Following the alert of the influx of people to Dar-el-Kheir, a Humanitarian Country Team (HCT) mission visited the Lac region from 2 to 4 August 2017. Led by the Humanitarian Coordinator, UNHCR, WFP, UNICEF and OCHA participated in the mission, as well as the Permanent Secretary of CNARR. The mission met with authorities, displaced communities in Dar-el-Kheir, the humanitarian community in the Lac region, and with displaced persons at Koulkimé 1 and 3 sites.
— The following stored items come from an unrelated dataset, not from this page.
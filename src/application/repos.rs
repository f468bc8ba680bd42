use async_trait::async_trait;
use thiserror::Error;
use time::OffsetDateTime;

use crate::application::fixtures::FixtureMenu;
use crate::domain::entities::{CatalogRow, DishRecord, JobRecord, MenuRecord, SubmenuRecord};
use crate::domain::price::Price;
use crate::domain::types::JobType;

#[derive(Debug, Error)]
pub enum RepoError {
    #[error("persistence error: {0}")]
    Persistence(String),
    #[error("duplicate record violates unique constraint `{constraint}`")]
    Duplicate { constraint: String },
    #[error("resource not found")]
    NotFound,
    #[error("invalid input: {message}")]
    InvalidInput { message: String },
    #[error("integrity error: {message}")]
    Integrity { message: String },
    #[error("database timeout")]
    Timeout,
}

impl RepoError {
    pub fn from_persistence(err: impl std::fmt::Display) -> Self {
        Self::Persistence(err.to_string())
    }
}

#[derive(Debug, Clone)]
pub struct CreateMenuParams {
    pub title: String,
    pub description: Option<String>,
}

#[derive(Debug, Clone)]
pub struct UpdateMenuParams {
    pub id: i64,
    pub title: String,
    pub description: Option<String>,
}

#[derive(Debug, Clone)]
pub struct CreateSubmenuParams {
    pub menu_id: i64,
    pub title: String,
    pub description: Option<String>,
}

#[derive(Debug, Clone)]
pub struct UpdateSubmenuParams {
    pub menu_id: i64,
    pub id: i64,
    pub title: String,
    pub description: Option<String>,
}

#[derive(Debug, Clone)]
pub struct CreateDishParams {
    pub menu_id: i64,
    pub submenu_id: i64,
    pub title: String,
    pub description: Option<String>,
    pub price: Option<Price>,
}

/// `price: None` keeps the stored price.
#[derive(Debug, Clone)]
pub struct UpdateDishParams {
    pub menu_id: i64,
    pub submenu_id: i64,
    pub id: i64,
    pub title: String,
    pub description: Option<String>,
    pub price: Option<Price>,
}

#[async_trait]
pub trait MenusRepo: Send + Sync {
    async fn list_menus(&self) -> Result<Vec<MenuRecord>, RepoError>;

    async fn find_menu(&self, id: i64) -> Result<Option<MenuRecord>, RepoError>;

    async fn find_menu_by_title(&self, title: &str) -> Result<Option<MenuRecord>, RepoError>;
}

#[async_trait]
pub trait MenusWriteRepo: Send + Sync {
    async fn create_menu(&self, params: CreateMenuParams) -> Result<MenuRecord, RepoError>;

    /// Fails with [`RepoError::NotFound`] when the menu does not exist.
    async fn update_menu(&self, params: UpdateMenuParams) -> Result<MenuRecord, RepoError>;

    /// Removes the menu together with its submenus and dishes.
    async fn delete_menu(&self, id: i64) -> Result<(), RepoError>;
}

#[async_trait]
pub trait SubmenusRepo: Send + Sync {
    async fn list_submenus(&self, menu_id: i64) -> Result<Vec<SubmenuRecord>, RepoError>;

    async fn find_submenu(
        &self,
        menu_id: i64,
        id: i64,
    ) -> Result<Option<SubmenuRecord>, RepoError>;

    async fn find_submenu_by_title(&self, title: &str)
    -> Result<Option<SubmenuRecord>, RepoError>;
}

#[async_trait]
pub trait SubmenusWriteRepo: Send + Sync {
    /// Inserts the submenu and increments the parent menu's `submenus_count`
    /// in one transaction. [`RepoError::NotFound`] when the menu is missing.
    async fn create_submenu(&self, params: CreateSubmenuParams)
    -> Result<SubmenuRecord, RepoError>;

    async fn update_submenu(&self, params: UpdateSubmenuParams)
    -> Result<SubmenuRecord, RepoError>;

    /// Removes the submenu and its dishes, decrementing the menu's
    /// `submenus_count` by one and `dishes_count` by the submenu's dish count.
    async fn delete_submenu(&self, menu_id: i64, id: i64) -> Result<(), RepoError>;
}

#[async_trait]
pub trait DishesRepo: Send + Sync {
    async fn list_dishes(
        &self,
        menu_id: i64,
        submenu_id: i64,
    ) -> Result<Vec<DishRecord>, RepoError>;

    async fn find_dish(
        &self,
        menu_id: i64,
        submenu_id: i64,
        id: i64,
    ) -> Result<Option<DishRecord>, RepoError>;

    async fn find_dish_by_title(&self, title: &str) -> Result<Option<DishRecord>, RepoError>;
}

#[async_trait]
pub trait DishesWriteRepo: Send + Sync {
    /// Inserts the dish and increments both the submenu's and the menu's
    /// `dishes_count` in one transaction.
    async fn create_dish(&self, params: CreateDishParams) -> Result<DishRecord, RepoError>;

    async fn update_dish(&self, params: UpdateDishParams) -> Result<DishRecord, RepoError>;

    /// Removes the dish and decrements both ancestor counters by one.
    async fn delete_dish(&self, menu_id: i64, submenu_id: i64, id: i64)
    -> Result<(), RepoError>;
}

#[async_trait]
pub trait CatalogExportRepo: Send + Sync {
    /// Every dish joined with its submenu and menu, ordered by menu, submenu and dish id.
    async fn list_catalog_rows(&self) -> Result<Vec<CatalogRow>, RepoError>;
}

#[async_trait]
pub trait FixturesRepo: Send + Sync {
    /// Drops every catalog row and inserts the given fixture tree.
    async fn reset_catalog(&self, menus: &[FixtureMenu]) -> Result<(), RepoError>;
}

#[derive(Debug, Clone)]
pub struct NewJobRecord {
    pub job_type: JobType,
    pub payload: serde_json::Value,
    pub run_at: OffsetDateTime,
    pub max_attempts: i32,
    pub priority: i32,
}

#[async_trait]
pub trait JobsRepo: Send + Sync {
    async fn enqueue_job(&self, job: NewJobRecord) -> Result<String, RepoError>;

    async fn find_job(&self, id: &str) -> Result<Option<JobRecord>, RepoError>;
}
In order to identify residual vulnerabilities in the region's displacement locations, severity maps have been developed in each sector and highlight the response level and gaps per site. The consolidation of these sectoral analyzes makes it possible to identify the displacement locations (sites and villages) with the most severe multisector vulnerabilities, where new interventions must be directed. The severity map below underlines that the highest vulnerabilities are in the sites and villages of Ngouboua area and on the Daboua-Sabre Kouta axis.